Mezzo miliardo di dollari!

E’ quanto potrebbero risparmiare le agenzie umanitarie se durante le missioni di aiuto e di pace utilizzassero energie rinnovabili al posto di combustibili fossili, in primis di diesel.

Un’analisi che assume notevole importanza nell’attuale dibattito sulla sostenibilità e il rispetto ambientale.

A parlare di una cifra così elevata è Chatham House, l’istituto britannico indipendente di affari internazionali, in un documento che analizza nello specifico questo tema e la correlazione con i viaggi e le spedizioni umanitarie, legame finora trascurato!

Basti pensare alle grandi quantità di diesel e combustibile che nei Paesi poveri vengono utilizzate dai volontari per gli spostamenti, per la generazione elettrica, per allestire e gestire strutture di primo soccorso e di assistenza… tutte operazioni che, trattandosi di località molto lontane, spesso prive di collegamenti alla rete elettrica – Burkina Faso, Kenya, Giordania… – richiedono grandi spese per il rifornimento. Secondo lo studio britannico, infatti, ogni anno le agenzie umanitarie spendono il 5% del loro budget per comprare carburanti fossili, soprattutto gasolio.

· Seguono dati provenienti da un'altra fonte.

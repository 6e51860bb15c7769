// Exportd Core - Domain Logic & Ports
// NO infrastructure dependencies; adapters live in the infra crates

pub mod application;
pub mod domain;
pub mod error;
pub mod port;

pub use error::{AppError, Result};

pub const VERSION: &str = env!("CARGO_PKG_VERSION");
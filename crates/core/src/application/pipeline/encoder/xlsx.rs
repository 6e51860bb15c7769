// XLSX encoder

use rust_xlsxwriter::{Color, Format, Workbook};
use serde_json::Value;

use crate::error::{AppError, Result};
use crate::port::data_source::TableData;

/// Hard limit the XLSX format imposes on sheet names
const SHEET_NAME_MAX: usize = 31;

/// Light fill behind the bold header row
const HEADER_FILL: Color = Color::RGB(0xDDEBF7);

pub fn encode(table: &TableData, sheet_name: &str) -> Result<Vec<u8>> {
    let mut workbook = Workbook::new();
    let sheet = workbook.add_worksheet();
    sheet
        .set_name(sanitize_sheet_name(sheet_name))
        .map_err(xlsx_error)?;

    let header_format = Format::new().set_bold().set_background_color(HEADER_FILL);
    for (col, header) in table.headers.iter().enumerate() {
        sheet
            .write_string_with_format(0, col as u16, header, &header_format)
            .map_err(xlsx_error)?;
    }

    for (i, row) in table.rows.iter().enumerate() {
        let r = i as u32 + 1;
        for (j, cell) in row.iter().enumerate() {
            let c = j as u16;
            match cell {
                Value::Null => {}
                Value::Bool(b) => {
                    sheet.write_boolean(r, c, *b).map_err(xlsx_error)?;
                }
                Value::Number(n) => match n.as_f64() {
                    Some(f) => {
                        sheet.write_number(r, c, f).map_err(xlsx_error)?;
                    }
                    None => {
                        sheet.write_string(r, c, n.to_string()).map_err(xlsx_error)?;
                    }
                },
                Value::String(s) => {
                    sheet.write_string(r, c, s).map_err(xlsx_error)?;
                }
                other => {
                    sheet
                        .write_string(r, c, other.to_string())
                        .map_err(xlsx_error)?;
                }
            }
        }
    }

    sheet.set_freeze_panes(1, 0).map_err(xlsx_error)?;
    sheet.autofit();

    workbook.save_to_buffer().map_err(xlsx_error)
}

/// Replace characters the format forbids in sheet names and truncate to
/// the 31-character limit
pub(crate) fn sanitize_sheet_name(name: &str) -> String {
    let cleaned: String = name
        .chars()
        .map(|c| {
            if matches!(c, '[' | ']' | ':' | '*' | '?' | '/' | '\\') {
                '_'
            } else {
                c
            }
        })
        .take(SHEET_NAME_MAX)
        .collect();

    if cleaned.trim().is_empty() {
        "Export".to_string()
    } else {
        cleaned
    }
}

fn xlsx_error(err: rust_xlsxwriter::XlsxError) -> AppError {
    AppError::Internal(format!("xlsx encode: {}", err))
}
// Queue Worker - polls the job queue and dispatches tasks

pub mod constants;
mod shutdown;

use constants::*;
pub use shutdown::{shutdown_channel, ShutdownSender, ShutdownToken};

use std::sync::Arc;

use tokio::time::sleep;
use tracing::{error, info, warn};

use crate::application::pipeline::ExportPipeline;
use crate::application::scheduler_job::SchedulerJob;
use crate::error::Result;
use crate::port::{JobQueue, QueueTask};

/// Worker processing queued scheduler and export tasks
pub struct QueueWorker {
    queue: Arc<dyn JobQueue>,
    scheduler: Arc<SchedulerJob>,
    pipeline: Arc<ExportPipeline>,
}

impl QueueWorker {
    pub fn new(
        queue: Arc<dyn JobQueue>,
        scheduler: Arc<SchedulerJob>,
        pipeline: Arc<ExportPipeline>,
    ) -> Self {
        Self {
            queue,
            scheduler,
            pipeline,
        }
    }

    /// Run worker loop with graceful shutdown support
    pub async fn run(&self, mut shutdown: ShutdownToken) -> Result<()> {
        info!("queue worker started");
        loop {
            if shutdown.is_shutdown() {
                info!("queue worker shutting down");
                break;
            }
            match self.process_next().await {
                Ok(processed) => {
                    if !processed {
                        // Nothing due, sleep briefly (or wait for shutdown)
                        tokio::select! {
                            _ = sleep(IDLE_SLEEP_DURATION) => {},
                            _ = shutdown.wait() => {
                                info!("queue worker interrupted during idle");
                                break;
                            }
                        }
                    }
                }
                Err(err) => {
                    error!("queue worker error: {}", err);
                    tokio::select! {
                        _ = sleep(ERROR_RECOVERY_SLEEP_DURATION) => {},
                        _ = shutdown.wait() => {
                            info!("queue worker interrupted during error recovery");
                            break;
                        }
                    }
                }
            }
        }
        info!("queue worker stopped");
        Ok(())
    }

    /// Process the next due task (returns true if one was processed)
    pub async fn process_next(&self) -> Result<bool> {
        let Some(task) = self.queue.pop_due().await? else {
            return Ok(false);
        };

        info!(
            task_id = %task.id,
            kind = task.task.kind(),
            label = task.label.as_deref().unwrap_or(""),
            "processing queue task"
        );

        // Execute in a spawned task so a panic cannot kill the worker loop
        let scheduler = Arc::clone(&self.scheduler);
        let pipeline = Arc::clone(&self.pipeline);
        let payload = task.task.clone();
        let handle = tokio::spawn(async move {
            match payload {
                QueueTask::RunScheduler { reschedule } => {
                    scheduler.run(reschedule).await.map(|_| ())
                }
                QueueTask::GenerateExport { export_id } => {
                    pipeline.generate(&export_id).await.map(|_| ())
                }
            }
        });

        match handle.await {
            Ok(Ok(())) => {
                self.queue.mark_done(&task.id).await?;
            }
            Ok(Err(err)) => {
                // The failure is already persisted where it matters (the
                // export record); the queue only needs it for visibility
                warn!(task_id = %task.id, error = %err, "queue task failed");
                self.queue.mark_failed(&task.id, &err.to_string()).await?;
            }
            Err(join_err) => {
                error!(task_id = %task.id, error = ?join_err, "queue task panicked");
                self.queue.mark_failed(&task.id, "task panicked").await?;
            }
        }
        Ok(true)
    }
}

Al contrario, servendosi di sistemi ibridi o 100% rinnovabili/solari per la produzione dell’elettricità si risparmierebbe e verrebbe ridotto l’impatto ambientale.

Proprio per proporre soluzioni alternative, l’Istituto cita alcuni casi reali: il parco fotovoltaico da 3,5 MW (saranno 5 MW nel 2021) in Giordania (gestito dall’UNHCR, l’Alto commissariato ONU per i rifugiati), che appena completato riuscirà a soddisfare il 70% del fabbisogno energetico con un tempo di ritorno dell’investimento di circa sette anni; e il magazzino alimentare del World Food Programme a Herat, in Afghanistan, il cui consumo energetico è assicurato da un impianto ibrido eolico-solare-diesel che permetterà di risparmiare in totale – rispetto alle previsioni di bollette con un uso esclusivo di gasolio – circa 900.000 dollari in 15 anni.